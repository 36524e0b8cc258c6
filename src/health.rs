use std::{
    sync::{
        atomic::{AtomicBool, Ordering},
        mpsc::{self, RecvTimeoutError, Sender},
        Arc,
    },
    thread,
    time::Duration,
};

use anyhow::{Context, Error};
use log::{debug, trace, warn};

use osutils::dependencies::Dependency;

/// Interval between two scans of the kernel ring buffer.
const HEALTH_CHECK_INTERVAL: Duration = Duration::from_secs(30);

/// Kernel message printed when the live image medium returns bad data.
const SQUASHFS_ERROR: &str = "SQUASHFS error";

/// Watches the kernel log for read errors of the live image while the
/// installation runs. Warns once, then stops watching.
pub struct HealthCheck {
    failed: Arc<AtomicBool>,
    stop: Option<Sender<()>>,
    join_handle: Option<thread::JoinHandle<()>>,
}

impl HealthCheck {
    pub fn start() -> Result<Self, Error> {
        Self::start_with(read_kernel_log, HEALTH_CHECK_INTERVAL)
    }

    fn start_with<F>(mut read_log: F, interval: Duration) -> Result<Self, Error>
    where
        F: FnMut() -> Option<String> + Send + 'static,
    {
        let failed = Arc::new(AtomicBool::new(false));
        let local_failed = failed.clone();
        let (stop, stopped) = mpsc::channel::<()>();

        let join_handle = thread::Builder::new()
            .name("health-check".into())
            .spawn(move || loop {
                if read_log().is_some_and(|log| log.contains(SQUASHFS_ERROR)) {
                    warn!(
                        "The live image medium reports read errors ('{SQUASHFS_ERROR}'). \
                         The installed system may be corrupted, check the installation media"
                    );
                    local_failed.store(true, Ordering::SeqCst);
                    break;
                }
                match stopped.recv_timeout(interval) {
                    Err(RecvTimeoutError::Timeout) => continue,
                    Ok(()) | Err(RecvTimeoutError::Disconnected) => break,
                }
            })
            .context("Failed to spawn health check")?;

        Ok(Self {
            failed,
            stop: Some(stop),
            join_handle: Some(join_handle),
        })
    }

    /// Whether a medium failure was detected.
    pub fn failed(&self) -> bool {
        self.failed.load(Ordering::SeqCst)
    }

    pub fn stop(&mut self) {
        self.stop.take();
        if let Some(handle) = self.join_handle.take() {
            if handle.join().is_err() {
                trace!("Health check panicked");
            }
        }
    }
}

impl Drop for HealthCheck {
    fn drop(&mut self) {
        self.stop();
    }
}

fn read_kernel_log() -> Option<String> {
    Dependency::Dmesg
        .cmd()
        .with_args(["-s", "1024000"])
        .output_and_check()
        .map_err(|e| debug!("Failed to read kernel log: {e}"))
        .ok()
}

#[cfg(test)]
mod tests {
    use super::*;

    use std::sync::atomic::AtomicUsize;

    #[test]
    fn test_detects_squashfs_error() {
        let calls = Arc::new(AtomicUsize::new(0));
        let local_calls = calls.clone();
        let mut check = HealthCheck::start_with(
            move || {
                let n = local_calls.fetch_add(1, Ordering::SeqCst);
                Some(if n < 2 {
                    "usb 1-1: new high-speed USB device".to_string()
                } else {
                    "SQUASHFS error: zlib decompression failed, data probably corrupt".to_string()
                })
            },
            Duration::from_millis(5),
        )
        .unwrap();

        // The thread exits on its own after the first failure
        if let Some(handle) = check.join_handle.take() {
            handle.join().unwrap();
        }
        assert!(check.failed());
        assert_eq!(calls.load(Ordering::SeqCst), 3);
    }

    #[test]
    fn test_stop_on_drop() {
        let check = HealthCheck::start_with(|| None, Duration::from_secs(3600)).unwrap();
        assert!(!check.failed());
        // Would hang for an hour if the channel did not wake the thread up
        drop(check);
    }
}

• _PROBLEM DESCRIPTION_
Without omitting anything, set down all the entries above again.

• _REPLY TO THE EXERCISE_
repository 36524e0b8cc258c6
filename src/health.rs
use std::{
    sync::{
        atomic::{AtomicBool, Ordering},
        mpsc::{self, RecvTimeoutError, Sender},
        Arc,
    },
    thread,
    time::Duration,
};

use anyhow::{Context, Error};
use log::{debug, trace, warn};

use osutils::dependencies::Dependency;

/// Interval between two scans of the kernel ring buffer.
const HEALTH_CHECK_INTERVAL: Duration = Duration::from_secs(30);

/// Kernel message printed when the live image medium returns bad data.
const SQUASHFS_ERROR: &str = "SQUASHFS error";

/// Watches the kernel log for read errors of the live image while the
/// installation runs. Warns once, then stops watching.
pub struct HealthCheck {
    failed: Arc<AtomicBool>,
    stop: Option<Sender<()>>,
    join_handle: Option<thread::JoinHandle<()>>,
}

impl HealthCheck {
    pub fn start() -> Result<Self, Error> {
        Self::start_with(read_kernel_log, HEALTH_CHECK_INTERVAL)
    }

    fn start_with<F>(mut read_log: F, interval: Duration) -> Result<Self, Error>
    where
        F: FnMut() -> Option<String> + Send + 'static,
    {
        let failed = Arc::new(AtomicBool::new(false));
        let local_failed = failed.clone();
        let (stop, stopped) = mpsc::channel::<()>();

        let join_handle = thread::Builder::new()
            .name("health-check".into())
            .spawn(move || loop {
                if read_log().is_some_and(|log| log.contains(SQUASHFS_ERROR)) {
                    warn!(
                        "The live image medium reports read errors ('{SQUASHFS_ERROR}'). \
                         The installed system may be corrupted, check the installation media"
                    );
                    local_failed.store(true, Ordering::SeqCst);
                    break;
                }
                match stopped.recv_timeout(interval) {
                    Err(RecvTimeoutError::Timeout) => continue,
                    Ok(()) | Err(RecvTimeoutError::Disconnected) => break,
                }
            })
            .context("Failed to spawn health check")?;

        Ok(Self {
            failed,
            stop: Some(stop),
            join_handle: Some(join_handle),
        })
    }

    /// Whether a medium failure was detected.
    pub fn failed(&self) -> bool {
        self.failed.load(Ordering::SeqCst)
    }

    pub fn stop(&mut self) {
        self.stop.take();
        if let Some(handle) = self.join_handle.take() {
            if handle.join().is_err() {
                trace!("Health check panicked");
            }
        }
    }
}

impl Drop for HealthCheck {
    fn drop(&mut self) {
        self.stop();
    }
}

fn read_kernel_log() -> Option<String> {
    Dependency::Dmesg
        .cmd()
        .with_args(["-s", "1024000"])
        .output_and_check()
        .map_err(|e| debug!("Failed to read kernel log: {e}"))
        .ok()
}

#[cfg(test)]
mod tests {
    use super::*;

    use std::sync::atomic::AtomicUsize;

    #[test]
    fn test_detects_squashfs_error() {
        let calls = Arc::new(AtomicUsize::new(0));
        let local_calls = calls.clone();
        let mut check = HealthCheck::start_with(
            move || {
                let n = local_calls.fetch_add(1, Ordering::SeqCst);
                Some(if n < 2 {
                    "usb 1-1: new high-speed USB device".to_string()
                } else {
                    "SQUASHFS error: zlib decompression failed, data probably corrupt".to_string()
                })
            },
            Duration::from_millis(5),
        )
        .unwrap();

        // The thread exits on its own after the first failure
        if let Some(handle) = check.join_handle.take() {
            handle.join().unwrap();
        }
        assert!(check.failed());
        assert_eq!(calls.load(Ordering::SeqCst), 3);
    }

    #[test]
    fn test_stop_on_drop() {
        let check = HealthCheck::start_with(|| None, Duration::from_secs(3600)).unwrap();
        assert!(!check.failed());
        // Would hang for an hour if the channel did not wake the thread up
        drop(check);
    }
}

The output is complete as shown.